* **AIM OF THE TASK**
Copy all lines in the data that contain the string "insert".
--- DATASET EXCERPTS Enclosed Below ---
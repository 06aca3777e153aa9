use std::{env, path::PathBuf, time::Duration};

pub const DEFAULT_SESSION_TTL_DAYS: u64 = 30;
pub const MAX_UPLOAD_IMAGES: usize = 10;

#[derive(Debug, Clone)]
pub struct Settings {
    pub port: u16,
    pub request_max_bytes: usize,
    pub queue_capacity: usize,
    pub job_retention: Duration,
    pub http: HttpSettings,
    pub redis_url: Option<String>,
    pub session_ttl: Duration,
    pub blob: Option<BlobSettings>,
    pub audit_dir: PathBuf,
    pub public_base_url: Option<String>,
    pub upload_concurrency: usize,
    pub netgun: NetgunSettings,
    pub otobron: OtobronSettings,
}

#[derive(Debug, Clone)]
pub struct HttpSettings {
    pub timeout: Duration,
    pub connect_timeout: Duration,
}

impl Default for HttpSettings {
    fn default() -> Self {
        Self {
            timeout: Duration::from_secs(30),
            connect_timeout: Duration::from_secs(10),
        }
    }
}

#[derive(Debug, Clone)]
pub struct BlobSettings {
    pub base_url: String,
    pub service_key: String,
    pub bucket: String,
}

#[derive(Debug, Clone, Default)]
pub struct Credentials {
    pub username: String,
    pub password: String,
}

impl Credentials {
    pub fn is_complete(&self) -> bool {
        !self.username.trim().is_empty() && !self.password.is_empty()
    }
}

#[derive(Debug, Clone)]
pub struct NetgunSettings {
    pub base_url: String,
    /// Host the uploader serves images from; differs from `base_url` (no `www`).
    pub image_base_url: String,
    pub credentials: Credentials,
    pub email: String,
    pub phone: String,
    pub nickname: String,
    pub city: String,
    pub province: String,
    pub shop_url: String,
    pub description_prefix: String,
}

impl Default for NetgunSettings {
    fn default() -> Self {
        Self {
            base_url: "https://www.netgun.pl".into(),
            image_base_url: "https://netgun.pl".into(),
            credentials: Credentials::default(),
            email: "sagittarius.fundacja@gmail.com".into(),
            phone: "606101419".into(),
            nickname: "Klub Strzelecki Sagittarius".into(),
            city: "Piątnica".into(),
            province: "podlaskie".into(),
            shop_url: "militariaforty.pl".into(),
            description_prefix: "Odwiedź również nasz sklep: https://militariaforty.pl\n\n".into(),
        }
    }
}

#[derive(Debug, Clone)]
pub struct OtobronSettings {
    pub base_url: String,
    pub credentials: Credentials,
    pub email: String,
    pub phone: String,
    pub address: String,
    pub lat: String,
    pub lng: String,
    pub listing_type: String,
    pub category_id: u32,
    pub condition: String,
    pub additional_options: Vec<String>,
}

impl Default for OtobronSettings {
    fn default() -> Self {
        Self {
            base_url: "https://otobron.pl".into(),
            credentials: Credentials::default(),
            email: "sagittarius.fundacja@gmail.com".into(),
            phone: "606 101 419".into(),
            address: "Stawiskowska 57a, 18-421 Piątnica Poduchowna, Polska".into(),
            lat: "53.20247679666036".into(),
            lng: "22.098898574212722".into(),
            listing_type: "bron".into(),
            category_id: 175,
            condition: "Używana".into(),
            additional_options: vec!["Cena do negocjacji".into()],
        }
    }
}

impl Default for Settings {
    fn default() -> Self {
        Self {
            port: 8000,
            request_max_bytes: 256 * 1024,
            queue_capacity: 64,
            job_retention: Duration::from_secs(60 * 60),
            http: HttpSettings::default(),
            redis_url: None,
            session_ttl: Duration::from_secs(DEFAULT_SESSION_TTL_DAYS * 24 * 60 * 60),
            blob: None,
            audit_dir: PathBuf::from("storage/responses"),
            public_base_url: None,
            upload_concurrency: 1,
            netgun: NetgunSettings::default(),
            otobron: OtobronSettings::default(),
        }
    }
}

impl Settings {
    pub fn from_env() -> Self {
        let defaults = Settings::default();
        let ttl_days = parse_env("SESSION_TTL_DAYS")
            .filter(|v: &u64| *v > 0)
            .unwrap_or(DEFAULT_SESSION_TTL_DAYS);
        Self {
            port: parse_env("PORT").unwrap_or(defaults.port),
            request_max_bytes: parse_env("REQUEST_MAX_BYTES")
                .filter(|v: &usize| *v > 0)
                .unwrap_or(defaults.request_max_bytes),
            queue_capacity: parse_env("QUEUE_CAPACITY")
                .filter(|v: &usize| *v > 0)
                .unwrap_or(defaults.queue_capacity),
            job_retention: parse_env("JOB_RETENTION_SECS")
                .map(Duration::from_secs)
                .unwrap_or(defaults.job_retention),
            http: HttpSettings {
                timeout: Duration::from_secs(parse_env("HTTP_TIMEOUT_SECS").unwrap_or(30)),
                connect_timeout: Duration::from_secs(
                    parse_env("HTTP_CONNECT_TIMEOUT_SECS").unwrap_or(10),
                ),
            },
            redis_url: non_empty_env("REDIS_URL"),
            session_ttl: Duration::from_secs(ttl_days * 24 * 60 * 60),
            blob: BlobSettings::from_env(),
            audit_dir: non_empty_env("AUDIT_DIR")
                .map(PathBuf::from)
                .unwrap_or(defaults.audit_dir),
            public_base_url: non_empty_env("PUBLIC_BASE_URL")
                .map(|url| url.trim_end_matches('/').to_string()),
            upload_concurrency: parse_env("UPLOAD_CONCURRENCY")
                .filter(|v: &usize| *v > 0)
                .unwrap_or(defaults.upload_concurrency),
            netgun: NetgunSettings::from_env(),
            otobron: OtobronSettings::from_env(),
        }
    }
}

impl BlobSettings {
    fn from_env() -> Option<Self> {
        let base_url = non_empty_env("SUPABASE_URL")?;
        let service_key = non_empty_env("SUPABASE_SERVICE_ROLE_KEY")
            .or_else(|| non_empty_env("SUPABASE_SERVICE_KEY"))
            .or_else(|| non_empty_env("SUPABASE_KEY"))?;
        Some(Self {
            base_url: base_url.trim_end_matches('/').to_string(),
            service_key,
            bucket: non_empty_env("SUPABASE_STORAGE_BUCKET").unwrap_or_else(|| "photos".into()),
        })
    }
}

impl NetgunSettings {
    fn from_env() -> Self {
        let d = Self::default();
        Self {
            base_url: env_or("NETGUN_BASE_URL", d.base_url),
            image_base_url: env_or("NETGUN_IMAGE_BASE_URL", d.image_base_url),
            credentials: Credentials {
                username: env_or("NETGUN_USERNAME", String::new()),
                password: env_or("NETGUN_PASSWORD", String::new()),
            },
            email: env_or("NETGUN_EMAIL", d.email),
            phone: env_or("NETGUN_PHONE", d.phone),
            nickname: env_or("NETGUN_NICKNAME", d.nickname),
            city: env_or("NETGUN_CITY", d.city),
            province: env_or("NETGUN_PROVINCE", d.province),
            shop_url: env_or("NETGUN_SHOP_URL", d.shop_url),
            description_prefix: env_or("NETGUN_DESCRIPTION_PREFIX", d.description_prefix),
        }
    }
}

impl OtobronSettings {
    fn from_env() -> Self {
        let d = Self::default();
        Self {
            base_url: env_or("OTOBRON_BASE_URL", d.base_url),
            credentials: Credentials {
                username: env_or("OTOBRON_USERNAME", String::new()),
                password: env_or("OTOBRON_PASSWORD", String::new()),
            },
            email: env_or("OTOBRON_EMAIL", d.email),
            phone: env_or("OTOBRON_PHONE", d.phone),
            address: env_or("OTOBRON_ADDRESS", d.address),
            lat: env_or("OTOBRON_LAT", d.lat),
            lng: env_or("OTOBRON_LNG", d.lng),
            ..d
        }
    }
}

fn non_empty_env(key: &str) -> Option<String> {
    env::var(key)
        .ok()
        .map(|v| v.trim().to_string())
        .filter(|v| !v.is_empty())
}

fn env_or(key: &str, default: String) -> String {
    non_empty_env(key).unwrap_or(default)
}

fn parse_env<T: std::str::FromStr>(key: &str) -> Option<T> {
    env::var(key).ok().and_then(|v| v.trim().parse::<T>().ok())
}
--- End of Enclosed DATASET EXCERPTS ---
--- DATASET EXCERPTS Enclosed Below ---
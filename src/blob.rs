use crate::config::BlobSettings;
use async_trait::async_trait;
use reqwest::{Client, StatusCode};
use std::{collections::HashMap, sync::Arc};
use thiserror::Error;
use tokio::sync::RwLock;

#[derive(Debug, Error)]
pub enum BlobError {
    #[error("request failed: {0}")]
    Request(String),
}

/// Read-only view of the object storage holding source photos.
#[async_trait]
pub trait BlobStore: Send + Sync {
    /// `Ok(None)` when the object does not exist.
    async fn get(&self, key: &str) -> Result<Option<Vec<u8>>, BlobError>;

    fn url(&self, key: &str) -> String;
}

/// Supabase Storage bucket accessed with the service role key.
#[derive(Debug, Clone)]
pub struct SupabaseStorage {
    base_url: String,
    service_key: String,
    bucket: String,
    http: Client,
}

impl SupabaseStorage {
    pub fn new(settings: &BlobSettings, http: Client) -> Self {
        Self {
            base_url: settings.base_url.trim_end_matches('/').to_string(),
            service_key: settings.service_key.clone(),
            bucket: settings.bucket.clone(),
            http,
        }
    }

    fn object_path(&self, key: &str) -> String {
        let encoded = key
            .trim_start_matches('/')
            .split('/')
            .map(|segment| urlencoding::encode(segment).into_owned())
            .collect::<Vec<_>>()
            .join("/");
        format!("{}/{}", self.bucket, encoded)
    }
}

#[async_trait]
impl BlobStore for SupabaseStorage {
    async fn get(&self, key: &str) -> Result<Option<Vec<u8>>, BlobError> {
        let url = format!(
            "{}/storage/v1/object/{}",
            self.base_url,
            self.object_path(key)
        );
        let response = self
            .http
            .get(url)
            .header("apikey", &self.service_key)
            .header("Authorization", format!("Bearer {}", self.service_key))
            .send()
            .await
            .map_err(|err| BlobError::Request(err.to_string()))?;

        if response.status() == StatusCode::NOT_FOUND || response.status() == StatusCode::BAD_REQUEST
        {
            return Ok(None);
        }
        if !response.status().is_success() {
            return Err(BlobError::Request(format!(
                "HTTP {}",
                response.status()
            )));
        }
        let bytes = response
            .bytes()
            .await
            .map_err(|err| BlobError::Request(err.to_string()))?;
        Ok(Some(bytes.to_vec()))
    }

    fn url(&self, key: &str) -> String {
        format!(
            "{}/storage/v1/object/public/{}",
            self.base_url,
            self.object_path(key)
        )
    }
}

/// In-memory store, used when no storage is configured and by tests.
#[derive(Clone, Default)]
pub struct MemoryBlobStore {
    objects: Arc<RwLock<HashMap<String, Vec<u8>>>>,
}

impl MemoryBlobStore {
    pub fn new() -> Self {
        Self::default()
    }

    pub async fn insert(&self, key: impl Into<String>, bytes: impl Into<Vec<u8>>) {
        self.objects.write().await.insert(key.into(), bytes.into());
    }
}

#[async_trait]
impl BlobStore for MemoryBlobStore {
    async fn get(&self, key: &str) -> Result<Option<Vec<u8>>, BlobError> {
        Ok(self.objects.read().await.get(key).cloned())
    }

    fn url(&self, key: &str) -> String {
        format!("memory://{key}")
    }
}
--- End of Enclosed DATASET EXCERPTS ---
* **RESPONSE BELOW**
    pub async fn insert(&self, key: impl Into<String>, bytes: impl Into<Vec<u8>>) {
        self.objects.write().await.insert(key.into(), bytes.into());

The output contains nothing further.